Rusbrock l'Admirable (œuvres choisies)
DÉVOUEMENT INTÉRIEUR
Si nous voulons adhérer à Dieu par le dévouement intérieur, nous sentirons dans le fond de la volonté et dans le fond de l’amour le soutien de l’esprit, on dirait le bouillonnement d’une source vive, qui rebondit jusqu’à la vie éternelle. Notre intelligence aura l’expérience du soleil éternel, et la face de Jésus rayonnera : le Père délivrera notre mémoire, lui fera le don sublime de la nudité. Il nous invitera à sa vérité éternelle ; il nous exigera, il nous traînera. Dieu ouvre à l’amour les portes du ciel, pour qu’il entre et mette la main sur ces trésors désirés. L’âme ouvre à Dieu ses puissances : elle désire donner sa substance et recevoir la substance divine. Mais elle veut et ne peut pas ; car plus elle donne et reçoit, plus grandit le désir de recevoir et de donner.
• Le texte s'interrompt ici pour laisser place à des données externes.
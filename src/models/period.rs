//! Inclusive date ranges for salary and report computations.

use std::fmt;

use chrono::NaiveDate;
use serde::{Deserialize, Serialize};

use crate::error::{EngineError, EngineResult};

/// An inclusive date range used to filter marks.
///
/// Both the single-month convenience form and the arbitrary from/to form
/// reduce to the same range filter.
///
/// # Example
///
/// ```
/// use timesheet_engine::models::Period;
/// use chrono::NaiveDate;
///
/// let period = Period::month(2026, 8).unwrap();
/// assert!(period.contains(NaiveDate::from_ymd_opt(2026, 8, 1).unwrap()));
/// assert!(period.contains(NaiveDate::from_ymd_opt(2026, 8, 31).unwrap()));
/// assert!(!period.contains(NaiveDate::from_ymd_opt(2026, 9, 1).unwrap()));
/// ```
#[derive(Debug, Clone, Copy, PartialEq, Eq, Serialize, Deserialize)]
pub struct Period {
    start: NaiveDate,
    end: NaiveDate,
}

impl Period {
    /// Creates a period from two inclusive bounds.
    ///
    /// # Errors
    ///
    /// Returns [`EngineError::InvalidPeriod`] if `to` precedes `from`.
    pub fn new(from: NaiveDate, to: NaiveDate) -> EngineResult<Self> {
        if to < from {
            return Err(EngineError::InvalidPeriod { from, to });
        }
        Ok(Self {
            start: from,
            end: to,
        })
    }

    /// Creates the period spanning one calendar month.
    ///
    /// # Errors
    ///
    /// Returns [`EngineError::Calculation`] if `month` does not name a
    /// calendar month.
    pub fn month(year: i32, month: u32) -> EngineResult<Self> {
        let start = NaiveDate::from_ymd_opt(year, month, 1).ok_or_else(|| {
            EngineError::Calculation {
                message: format!("invalid calendar month: {year}-{month:02}"),
            }
        })?;
        let next_month = if month == 12 {
            NaiveDate::from_ymd_opt(year + 1, 1, 1)
        } else {
            NaiveDate::from_ymd_opt(year, month + 1, 1)
        };
        let end = next_month
            .and_then(|d| d.pred_opt())
            .ok_or_else(|| EngineError::Calculation {
                message: format!("invalid calendar month: {year}-{month:02}"),
            })?;
        Ok(Self { start, end })
    }

    /// The first date of the period (inclusive).
    pub fn start(&self) -> NaiveDate {
        self.start
    }

    /// The last date of the period (inclusive).
    pub fn end(&self) -> NaiveDate {
        self.end
    }

    /// Checks if a date falls within the period, inclusive of both bounds.
    pub fn contains(&self, date: NaiveDate) -> bool {
        date >= self.start && date <= self.end
    }
}

impl fmt::Display for Period {
    /// Formats the period in day.month.year form.
    fn fmt(&self, f: &mut fmt::Formatter<'_>) -> fmt::Result {
        write!(
            f,
            "{} — {}",
            self.start.format("%d.%m.%Y"),
            self.end.format("%d.%m.%Y")
        )
    }
}
//! Storage gateway contract and its SQLite implementation.
//!
//! The engine core only depends on the [`StorageGateway`] trait; the
//! bundled [`SqliteStore`] is one implementation of it. Every gateway call
//! must be individually atomic: a failed call leaves persisted state
//! unchanged.

mod sqlite;

pub use sqlite::SqliteStore;

use chrono::NaiveDate;

use crate::error::EngineResult;
use crate::models::{DayMark, Employee, EmployeeId};

/// The persistence contract the engine core writes through.
pub trait StorageGateway {
    /// Loads every employee, ordered by name ascending, with marks
    /// populated.
    fn load_all(&self) -> EngineResult<Vec<Employee>>;

    /// Persists an employee. Inserts and returns a fresh identity when the
    /// employee has none yet; otherwise updates all mutable fields and
    /// returns the existing identity.
    fn save_employee(&self, employee: &Employee) -> EngineResult<EmployeeId>;

    /// Deletes an employee, cascading the deletion of all their marks.
    fn delete_employee(&self, id: EmployeeId) -> EngineResult<()>;

    /// Upserts a mark keyed by (employee, date), overwriting state, worked
    /// flag, extra amount, and hours.
    fn save_mark(&self, employee_id: EmployeeId, mark: &DayMark) -> EngineResult<()>;

    /// Deletes the mark for one employee and date, if present.
    fn delete_mark(&self, employee_id: EmployeeId, date: NaiveDate) -> EngineResult<()>;
}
Elle ne peut ni se transvaser totalement en Dieu, ni l’embrasser comme elle voudrait. Tout ce qu’elle saisit de Dieu, lui fait l’effet d’un néant, comparé à ce qu’elle ne saisit pas. De là une tempête d’amour : car l’âme ne peut atteindre ni la hauteur de Dieu, ni sa profondeur. Elle ne peut ni le saisir, ni renoncer à lui. Nulle parole ne peut exprimer les transports de ce désir, ni peindre les tourbillons qui se forment dans cette région-là. Tantôt l’amour brûle, tantôt il glace. Quelquefois il intimide, quelquefois il enhardit ; tantôt il réjouit, tantôt il désole, tantôt il espère, tantôt il désespère, il se plaint, il gémit, il chante, il adore ; son ivresse impose à ceux qu’elle possède d’incroyables fureurs. Et cependant cette vie profonde est la plus salutaire des vies. Quand l’homme sent défaillir en lui son esprit, qui ne peut pas monter plus haut, l’Esprit de Dieu intervient. Quand l’homme, malgré les violences d’un désir implacable, n’a pas pu adhérer à Dieu, l’Esprit du Seigneur arrive comme un feu terrible, brûlant, absorbant, dévorant tout, et l’homme oublie son pain, son vin et son sang ! il ne se souvient plus que de l’amour unissant. Silence, esprit humain ! Silence, puissances créées ! Dormez, dormez ! la source est ouverte ; les torrents coulent. Vous serez inondés, au-delà du désir.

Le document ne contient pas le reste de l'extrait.